The records below must be duplicated exactly, character for character.

Stored data entries
#####

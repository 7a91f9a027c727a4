use anyhow::Result;
use clap::Parser;
use spesa::cli::Cli;

#[tokio::main]
async fn main() -> Result<()> {
    let cli = Cli::parse();
    cli.run().await
}
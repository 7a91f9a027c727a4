pub mod application;
pub mod cli;
pub mod domain;
pub mod io;
pub mod storage;

pub use domain::*;
pub use storage::{LedgerRepository, RecordStore};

#####

SOLUTION TO THIS EXERCISE:
repository 7a91f9a027c727a4
use anyhow::Result;
use clap::Parser;
use spesa::cli::Cli;

#[tokio::main]
async fn main() -> Result<()> {
    let cli = Cli::parse();
    cli.run().await
}
repository 7a91f9a027c727a4
pub mod application;
pub mod cli;
pub mod domain;
pub mod io;
pub mod storage;

pub use domain::*;
pub use storage::{LedgerRepository, RecordStore};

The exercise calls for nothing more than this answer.